Implementation of the Douglas - Rachford Scheme with Cuda Technology

1. INTRODUCTION

This article describes the performance of calculations on video cards (using CUDA) for modeling physical processes and phenomena based on the solution of the three-dimensional heat equation via the Douglas-Rachford scheme (ADI method). A comparative analysis of the calculation speeds of the central (CPU) and graphics (GPU) processors was conducted.

2. DOUGLAS-RACHFORD SCHEME DESCRIPTION

For the mathematical simulation of heat distribution, accounting for filtration and phase transition, the following heat equation is applied:

(1)   \begin{equation*}  C_{ev}\frac{\partial T}{\partial t}+\bigtriangledown{(-k\bigtriangledown{T})}+C_w\vec{v}\bigtriangledown{T}-Q=0 \end{equation*}

A description of the coefficients is given in Table 1.
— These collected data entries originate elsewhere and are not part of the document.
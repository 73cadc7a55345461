//! Link classification helpers
//!
//! Post links are classified as they appear in the markup, without resolving
//! them against a base URL: internal vs external (host match against the
//! blog's own domain), internal reference (a link carrying a post-identifier
//! parameter), protocol class (web vs non-web), target domain and filetype.

use std::collections::HashMap;
use url::Url;

/// Query parameter marking a link to an individual post
const POST_PARAM: &str = "ts=";

/// Hard bound on internal reference chain traversal depth
pub const MAX_CHAIN_DEPTH: usize = 64;

/// Scheme / host / path / query split of a raw href
///
/// Absolute URLs go through the `url` crate; relative references (including
/// protocol-relative `//host/...` and bare `?query` forms) are split
/// manually with an empty scheme, so that a plain `?ts=abc` href keeps an
/// empty host and path the way the classification rules expect.
#[derive(Debug, Clone, PartialEq, Eq)]
pub struct SplitUrl {
    pub scheme: String,
    pub host: String,
    pub path: String,
    pub query: String,
}

impl SplitUrl {
    /// Splits a raw href into its parts; never fails
    pub fn parse(link: &str) -> Self {
        match Url::parse(link) {
            Ok(url) => Self {
                scheme: url.scheme().to_string(),
                host: url.host_str().unwrap_or("").to_string(),
                path: url.path().to_string(),
                query: url.query().unwrap_or("").to_string(),
            },
            Err(_) => Self::parse_relative(link),
        }
    }

    fn parse_relative(link: &str) -> Self {
        // Fragments never take part in classification
        let link = link.split('#').next().unwrap_or("");

        let (host, rest) = if let Some(stripped) = link.strip_prefix("//") {
            let end = stripped
                .find(|c| c == '/' || c == '?')
                .unwrap_or(stripped.len());
            (normalize_authority(&stripped[..end]), &stripped[end..])
        } else {
            (String::new(), link)
        };

        let (path, query) = match rest.split_once('?') {
            Some((path, query)) => (path.to_string(), query.to_string()),
            None => (rest.to_string(), String::new()),
        };

        Self {
            scheme: String::new(),
            host,
            path,
            query,
        }
    }
}

/// Drops userinfo and port from an authority component and lowercases it
fn normalize_authority(authority: &str) -> String {
    let host = authority
        .rsplit('@')
        .next()
        .unwrap_or(authority);
    let host = host.split(':').next().unwrap_or(host);
    host.to_lowercase()
}

/// Returns true if the link points back at the blog itself
///
/// A link is internal when its host equals the blog domain, or when it has
/// no host and an empty or `/` path (the blog's own relative hrefs).
pub fn is_internal_link(link: &str, blog_domain: &str) -> bool {
    let parts = SplitUrl::parse(link);
    if parts.host.eq_ignore_ascii_case(blog_domain) {
        return true;
    }
    parts.host.is_empty() && (parts.path.is_empty() || parts.path == "/")
}

/// Returns true if the link is an internal link referencing a specific post
pub fn is_internal_reference(link: &str, blog_domain: &str) -> bool {
    is_internal_link(link, blog_domain) && link.contains(POST_PARAM)
}

/// Extracts the post identifier carried by a link
///
/// Takes the segment after the last `ts=` occurrence and cuts it at the
/// next parameter separator. Returns None for links without the parameter.
pub fn post_param(link: &str) -> Option<String> {
    let start = link.rfind(POST_PARAM)? + POST_PARAM.len();
    let rest = &link[start..];
    Some(rest.split('&').next().unwrap_or(rest).to_string())
}

/// Returns true if the link uses the given protocol
///
/// With `explicit` set to false, scheme-less links (like protocol-relative
/// `//www.heise.de` hrefs) match any protocol.
pub fn is_prot(link: &str, prot: &str, explicit: bool) -> bool {
    let scheme = SplitUrl::parse(link).scheme;
    if !explicit && scheme.is_empty() {
        return true;
    }
    scheme == prot
}

/// Returns true if the link is neither http, https nor scheme-less
pub fn is_non_web(link: &str) -> bool {
    let scheme = SplitUrl::parse(link).scheme;
    !scheme.is_empty() && scheme != "http" && scheme != "https"
}

/// Adds the missing `www.` to a host that has no subdomain
pub fn normalize_domain(host: &str) -> String {
    if host.matches('.').count() == 1 {
        format!("www.{}", host)
    } else {
        host.to_string()
    }
}

/// Counts links in `links` whose host matches `domain`
///
/// Both sides are `www.`-normalized and compared case-insensitively.
pub fn count_domain(links: &[String], domain: &str) -> usize {
    let wanted = normalize_domain(domain).to_lowercase();
    links
        .iter()
        .filter(|link| {
            let host = normalize_domain(&SplitUrl::parse(link).host);
            host.to_lowercase() == wanted
        })
        .count()
}

/// Counts internal links in `links`
pub fn count_internal_links(links: &[String], blog_domain: &str) -> usize {
    links
        .iter()
        .filter(|link| is_internal_link(link, blog_domain))
        .count()
}

/// Counts internal post references in `links`
pub fn count_internal_references(links: &[String], blog_domain: &str) -> usize {
    links
        .iter()
        .filter(|link| is_internal_reference(link, blog_domain))
        .count()
}

/// Counts external links in `links`
pub fn count_external_links(links: &[String], blog_domain: &str) -> usize {
    links
        .iter()
        .filter(|link| !is_internal_link(link, blog_domain))
        .count()
}

/// Counts links with a non-web protocol
pub fn count_non_web(links: &[String]) -> usize {
    links.iter().filter(|link| is_non_web(link)).count()
}

/// Counts links using the given protocol
///
/// With `only_external` set, internal links are excluded from the count.
pub fn count_prot(links: &[String], prot: &str, only_external: bool, blog_domain: &str) -> usize {
    links
        .iter()
        .filter(|link| !(only_external && is_internal_link(link, blog_domain)))
        .filter(|link| is_prot(link, prot, true))
        .count()
}

/// Extracts the filetype of a link from its path
///
/// Takes the final dot-delimited segment of the lowercased path, only when
/// the path contains a dot and the segment is shorter than 8 characters (a
/// heuristic to exclude query-like suffixes that are not extensions).
pub fn filetype_of(link: &str) -> Option<String> {
    let path = SplitUrl::parse(link).path.to_lowercase();
    let (_, ext) = path.rsplit_once('.')?;
    if ext.chars().count() < 8 {
        Some(ext.to_string())
    } else {
        None
    }
}

/// Length of the longest chain of internal references starting at `start`
///
/// Walks the reference graph depth-first with an explicit frame stack and a
/// per-path visited history, so reference cycles terminate and pathological
/// graphs cannot blow the call stack. Paths longer than [`MAX_CHAIN_DEPTH`]
/// are cut off.
pub fn reference_chain_depth(
    links_by_post: &HashMap<String, Vec<String>>,
    start: &str,
    blog_domain: &str,
) -> usize {
    // (post id, index of the next link to consider)
    let mut stack: Vec<(String, usize)> = vec![(start.to_string(), 0)];
    // Ancestors of the post on top of the stack, in path order
    let mut hist: Vec<String> = Vec::new();
    let mut max_depth = 0;

    while let Some((id, next)) = stack.last().cloned() {
        max_depth = max_depth.max(stack.len() - 1);

        let links = links_by_post
            .get(&id)
            .map(|v| v.as_slice())
            .unwrap_or_default();

        let mut candidate = None;
        let mut i = next;
        while i < links.len() {
            let link = &links[i];
            i += 1;
            if !is_internal_reference(link, blog_domain) {
                continue;
            }
            let Some(target) = post_param(link) else {
                continue;
            };
            if hist.iter().any(|seen| *seen == target) {
                continue;
            }
            candidate = Some(target);
            break;
        }

        if let Some(top) = stack.last_mut() {
            top.1 = i;
        }

        match candidate {
            Some(target) if stack.len() <= MAX_CHAIN_DEPTH => {
                hist.push(id);
                stack.push((target, 0));
            }
            _ => {
                stack.pop();
                if !stack.is_empty() {
                    hist.pop();
                }
            }
        }
    }

    max_depth
}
Table 1: The heat equation coefficients

Coefficients Description
C_{ev}=C-\rho_{ice}L{\partial w_{ice}}/{\partial T} effective heat capacity
w_{ice}=1-1/(exp(2A_{w}(T_{p}-T))+1) frozen water content
A_w fitted coefficient
T_p temperature of phase transition
T temperature
C=C_{m}w_{ice}+C_{t}(1-w_{ice}) heat capacity of the ground
C_m heat capacity of frozen ground
C_t heat capacity of thawed ground
t time
k=k_{m}w_{ice}+k_{t}(1-w_{ice}) effective conductivity of ground
k_m thermal conductivity of frozen ground
k_t thermal conductivity of thawed ground
C_w water heat capacity
\vec{v} filtration velocity vector
Q heat source

Equation (1) is a partial differential equation of the parabolic type. Since the computational domain of equation (1) is arbitrary, numerical methods are used to solve it.
Alternating direction schemes form a class of numerical methods for parabolic partial differential equation solving [1]. The Douglas-Rachford scheme is a widely used method [1, 2], briefly described below.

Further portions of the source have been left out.